▶ ABOUT THIS EXERCISE: The answer must consist of every line from the entries that holds the word "struct".

Stored data
-- Opening Marker --

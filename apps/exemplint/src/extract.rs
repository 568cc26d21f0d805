//! Example extraction from standards documents.
//!
//! Markdown is parsed with `pulldown-cmark` into a flat list of headings,
//! prose elements and fenced code blocks. A code block becomes a
//! `CodeExample` when a GOOD/BAD marker sits directly before it, on its first
//! comment line, or directly after it within the same section.
//!
//! Broken fences do not abort the document: an unterminated fence, or a fence
//! opened inside another block, is reported as an extraction warning and
//! parsing resumes on the line after the broken opener.

use crate::error::{Error, Result};
use crate::models::document::{CodeExample, Document, Section};
use crate::models::{Diagnostic, Language, Polarity};
use pulldown_cmark::{CodeBlockKind, Event, Options, Parser, Tag, TagEnd};
use regex::Regex;
use std::fs;
use std::path::Path;
use std::sync::OnceLock;

/// A document together with the warnings raised while extracting it.
#[derive(Debug, Clone)]
pub struct Extraction {
    pub document: Document,
    pub warnings: Vec<Diagnostic>,
}

#[derive(Debug, Clone, PartialEq, Eq)]
enum Item {
    Heading { level: usize, text: String, line: usize },
    Prose { text: String, line: usize },
    Code { info: String, content: String, line: usize },
    /// Placeholder for a skipped broken block; markers never cross it.
    Broken,
}

enum Segment {
    Complete,
    /// Resume at absolute byte offset `at`.
    Restart { at: usize, reason: &'static str },
}

/// Read and extract a document from disk. `display` is the path recorded on
/// the document and its exemplar ids.
pub fn load_document(path: &Path, display: &str) -> Result<Extraction> {
    let text = fs::read_to_string(path).map_err(|e| Error::io(path, e))?;
    Ok(extract(display, &text))
}

/// Extract a document from raw Markdown text.
pub fn extract(path: &str, text: &str) -> Extraction {
    let line_starts: Vec<usize> = std::iter::once(0)
        .chain(text.match_indices('\n').map(|(i, _)| i + 1))
        .collect();
    let line_of = |offset: usize| line_starts.partition_point(|&s| s <= offset);

    let mut items: Vec<Item> = Vec::new();
    let mut warnings = Vec::new();
    let mut front_title: Option<String> = None;
    let mut offset = 0usize;
    loop {
        match parse_segment(text, offset, &line_of, &mut items, &mut front_title) {
            Segment::Complete => break,
            Segment::Restart { at, reason } => {
                let line = line_of(at.saturating_sub(1));
                log::warn!("{}:{}: {}", path, line, reason);
                warnings.push(Diagnostic::ExtractionWarning {
                    document: path.to_string(),
                    line,
                    message: reason.to_string(),
                });
                offset = at;
            }
        }
    }
    let document = assemble(path, items, front_title);
    Extraction { document, warnings }
}

fn parse_segment(
    text: &str,
    base: usize,
    line_of: &dyn Fn(usize) -> usize,
    items: &mut Vec<Item>,
    front_title: &mut Option<String>,
) -> Segment {
    let seg = &text[base..];
    let mut opts = Options::empty();
    opts.insert(Options::ENABLE_TABLES);
    if base == 0 {
        opts.insert(Options::ENABLE_YAML_STYLE_METADATA_BLOCKS);
    }

    let mut prose = String::new();
    let mut prose_line = 0usize;
    let mut heading: Option<(usize, usize, String)> = None;
    let mut code: Option<(String, usize, String)> = None;
    let mut in_indented = false;
    let mut meta: Option<String> = None;

    for (event, range) in Parser::new_ext(seg, opts).into_offset_iter() {
        let abs = base + range.start;
        match event {
            Event::Start(Tag::MetadataBlock(_)) => meta = Some(String::new()),
            Event::End(TagEnd::MetadataBlock(_)) => {
                if let Some(m) = meta.take() {
                    *front_title = front_matter_title(&m);
                }
            }
            Event::Start(Tag::Heading { level, .. }) => {
                flush_prose(&mut prose, prose_line, items);
                heading = Some((level as usize, line_of(abs), String::new()));
            }
            Event::End(TagEnd::Heading(_)) => {
                if let Some((level, line, t)) = heading.take() {
                    items.push(Item::Heading {
                        level,
                        text: t.trim().to_string(),
                        line,
                    });
                }
            }
            Event::Start(Tag::CodeBlock(CodeBlockKind::Fenced(info))) => {
                flush_prose(&mut prose, prose_line, items);
                let raw = &seg[range.clone()];
                if let Some((reason, restart)) = check_fence(raw) {
                    items.push(Item::Broken);
                    return Segment::Restart {
                        at: abs + restart,
                        reason,
                    };
                }
                code = Some((info.to_string(), line_of(abs) + 1, String::new()));
            }
            Event::Start(Tag::CodeBlock(CodeBlockKind::Indented)) => {
                flush_prose(&mut prose, prose_line, items);
                in_indented = true;
            }
            Event::End(TagEnd::CodeBlock) => {
                if let Some((info, line, content)) = code.take() {
                    items.push(Item::Code {
                        info,
                        content,
                        line,
                    });
                }
                in_indented = false;
            }
            Event::Text(t) | Event::Code(t) | Event::Html(t) | Event::InlineHtml(t) => {
                if let Some(m) = meta.as_mut() {
                    m.push_str(&t);
                } else if let Some((_, _, h)) = heading.as_mut() {
                    h.push_str(&t);
                } else if let Some((_, _, c)) = code.as_mut() {
                    c.push_str(&t);
                } else if !in_indented {
                    if prose.is_empty() {
                        prose_line = line_of(abs);
                    }
                    prose.push_str(&t);
                }
            }
            Event::SoftBreak | Event::HardBreak => {
                if heading.is_none() && code.is_none() {
                    prose.push('\n');
                }
            }
            Event::End(TagEnd::Paragraph | TagEnd::Item | TagEnd::Table) | Event::Rule => {
                flush_prose(&mut prose, prose_line, items);
            }
            _ => {}
        }
    }
    flush_prose(&mut prose, prose_line, items);
    Segment::Complete
}

fn flush_prose(prose: &mut String, line: usize, items: &mut Vec<Item>) {
    let t = prose.trim();
    if !t.is_empty() {
        items.push(Item::Prose {
            text: t.to_string(),
            line,
        });
    }
    prose.clear();
}

/// Validate a fenced block's raw source. Returns the warning text and the
/// byte offset (relative to `raw`) to resume parsing at.
fn check_fence(raw: &str) -> Option<(&'static str, usize)> {
    let first_len = raw.find('\n').unwrap_or(raw.len());
    let opener = unquote(&raw[..first_len]);
    let fence_char = opener.chars().next()?;
    let fence_len = opener.chars().take_while(|&c| c == fence_char).count();
    let resume = (first_len + 1).min(raw.len());

    let body: Vec<&str> = raw[resume..].lines().collect();
    let closed = body.last().is_some_and(|l| {
        let t = unquote(l).trim_end();
        t.chars().count() >= fence_len && t.chars().all(|c| c == fence_char)
    });
    if !closed {
        return Some(("unterminated code fence", resume));
    }
    let inner = &body[..body.len() - 1];
    let nested = inner.iter().any(|l| {
        let t = unquote(l);
        let run = t.chars().take_while(|&c| c == fence_char).count();
        run >= fence_len && !t[run * fence_char.len_utf8()..].trim().is_empty()
    });
    if nested {
        return Some(("code fence opened inside another code block", resume));
    }
    None
}

/// Strip indentation and blockquote markers from a fence line.
fn unquote(line: &str) -> &str {
    line.trim_start_matches(|c: char| c == '>' || c.is_whitespace())
}

fn front_matter_title(yaml: &str) -> Option<String> {
    let value: serde_yaml::Value = serde_yaml::from_str(yaml).ok()?;
    value
        .get("name")
        .or_else(|| value.get("title"))
        .and_then(|v| v.as_str())
        .map(|s| s.trim().to_string())
        .filter(|s| !s.is_empty())
}

fn good_re() -> &'static Regex {
    static RE: OnceLock<Regex> = OnceLock::new();
    RE.get_or_init(|| {
        Regex::new(
            r"(?i)(?:(?:✅|✔|☑|👍|🟢)\x{FE0F}?\s*[^\w\s]*\s*(?:good|correct)\b|^[\s#/;*>_\-\[(]*good\b\s*(?:[:\-—)\]*_]|$))",
        )
        .expect("static regex")
    })
}

fn bad_re() -> &'static Regex {
    static RE: OnceLock<Regex> = OnceLock::new();
    RE.get_or_init(|| {
        Regex::new(
            r"(?i)(?:(?:❌|✗|✘|✖|🚫|⛔|👎|🔴)\x{FE0F}?\s*[^\w\s]*\s*(?:bad|wrong|incorrect|avoid)\b|^[\s#/;*>_\-\[(]*bad\b\s*(?:[:\-—)\]*_]|$))",
        )
        .expect("static regex")
    })
}

/// Polarity announced by a single line, if unambiguous.
pub fn polarity_of_line(line: &str) -> Option<Polarity> {
    match (good_re().is_match(line), bad_re().is_match(line)) {
        (true, false) => Some(Polarity::Good),
        (false, true) => Some(Polarity::Bad),
        _ => None,
    }
}

/// Polarity of a prose element: last line first, then upwards.
fn polarity_of_text(text: &str) -> Option<(Polarity, String)> {
    text.lines()
        .rev()
        .find_map(|l| polarity_of_line(l).map(|p| (p, l.trim().to_string())))
}

/// Polarity from the first line of a code block when it is a comment.
fn polarity_of_code(content: &str) -> Option<(Polarity, String)> {
    let first = content.lines().find(|l| !l.trim().is_empty())?;
    let t = first.trim_start();
    let is_comment = ["#", "//", ";", "/*", "--"].iter().any(|c| t.starts_with(c));
    if !is_comment {
        return None;
    }
    polarity_of_line(t).map(|p| (p, t.to_string()))
}

fn item_text(item: &Item) -> Option<&str> {
    match item {
        Item::Heading { text, .. } | Item::Prose { text, .. } => Some(text),
        _ => None,
    }
}

fn resolve_polarity(items: &[Item], k: usize, content: &str) -> Option<(Polarity, String)> {
    if k > 0 {
        if let Some(found) = item_text(&items[k - 1]).and_then(polarity_of_text) {
            return Some(found);
        }
    }
    if let Some(found) = polarity_of_code(content) {
        return Some(found);
    }
    if let Some(Item::Prose { text, .. }) = items.get(k + 1) {
        let claimed_by_next = matches!(items.get(k + 2), Some(Item::Code { .. }));
        if !claimed_by_next {
            return polarity_of_text(text);
        }
    }
    None
}

fn file_stem(path: &str) -> String {
    Path::new(path)
        .file_stem()
        .and_then(|s| s.to_str())
        .unwrap_or(path)
        .to_string()
}

fn assemble(path: &str, items: Vec<Item>, front_title: Option<String>) -> Document {
    let first_h1 = items.iter().find_map(|i| match i {
        Item::Heading { level: 1, text, .. } => Some(text.clone()),
        _ => None,
    });
    let title = front_title.or(first_h1).unwrap_or_else(|| file_stem(path));

    let mut sections = vec![Section {
        heading: title.clone(),
        level: 0,
        line: 1,
        body: String::new(),
        examples: Vec::new(),
    }];
    let mut ordinal = 0usize;
    for (k, item) in items.iter().enumerate() {
        match item {
            Item::Heading { level, text, line } => sections.push(Section {
                heading: text.clone(),
                level: *level,
                line: *line,
                body: String::new(),
                examples: Vec::new(),
            }),
            Item::Prose { text, .. } => {
                if let Some(cur) = sections.last_mut() {
                    if !cur.body.is_empty() {
                        cur.body.push('\n');
                    }
                    cur.body.push_str(text);
                }
            }
            Item::Code {
                info,
                content,
                line,
            } => {
                ordinal += 1;
                let Some((polarity, marker)) = resolve_polarity(&items, k, content) else {
                    log::debug!("{}:{}: code block without polarity marker", path, line);
                    continue;
                };
                let section = sections.len() - 1;
                if let Some(cur) = sections.last_mut() {
                    cur.examples.push(CodeExample {
                        id: format!("{}#{}", path, ordinal),
                        language: Language::from_info(info),
                        polarity,
                        source: content.clone(),
                        section,
                        line: *line,
                        marker,
                    });
                }
            }
            Item::Broken => {}
        }
    }
    Document {
        path: path.to_string(),
        title,
        sections,
    }
}
impl Token {
    pub fn is_ident(&self, s: &str) -> bool {
        self.kind == TokKind::Ident && self.text == s
    }

    pub fn is_punct(&self, c: char) -> bool {
        self.kind == TokKind::Punct(c)
    }

    pub fn is_interpolated(&self) -> bool {
        matches!(self.kind, TokKind::Str { interpolated: true })
    }
}

#[derive(Debug, Clone, Copy, PartialEq, Eq)]
pub struct LineInfo {
    pub indent: usize,
    /// Blank or comment-only.
    pub blank: bool,
}

#[derive(Debug, Clone, Copy, PartialEq, Eq)]
/// A call site: `name(` for Python/TypeScript, `(name` for Clojure.
pub struct Call {
    pub name_tok: usize,
    pub open: usize,
    pub close: usize,
}

#[derive(Debug, Clone, Copy, PartialEq, Eq)]
/// Token index range `start..end` (exclusive) of a region body.
pub struct Region {
    pub start: usize,
    pub end: usize,
}

impl Region {
    pub fn contains(&self, tok: usize) -> bool {
        tok >= self.start && tok < self.end
    }
}

#[derive(Debug, Clone)]
pub struct Sketch {
    pub language: Language,
    pub tokens: Vec<Token>,
    /// Indexed by 1-based line number; entry 0 is unused.
    pub lines: Vec<LineInfo>,
    pub source_lines: Vec<String>,
    pairs: Vec<Option<usize>>,
}

const PY_KEYWORDS: &[&str] = &[
    "def", "class", "if", "elif", "while", "for", "return", "with", "not", "and", "or", "in",
    "lambda", "assert", "del", "yield",
];
const TS_KEYWORDS: &[&str] = &[
    "function", "if", "while", "for", "switch", "return", "catch", "typeof", "new", "await",
    "super", "import",
];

-- Closing Marker --

▶ TASK ANSWER:
pub struct Extraction {
pub struct LineInfo {
pub struct Call {
pub struct Region {
pub struct Sketch {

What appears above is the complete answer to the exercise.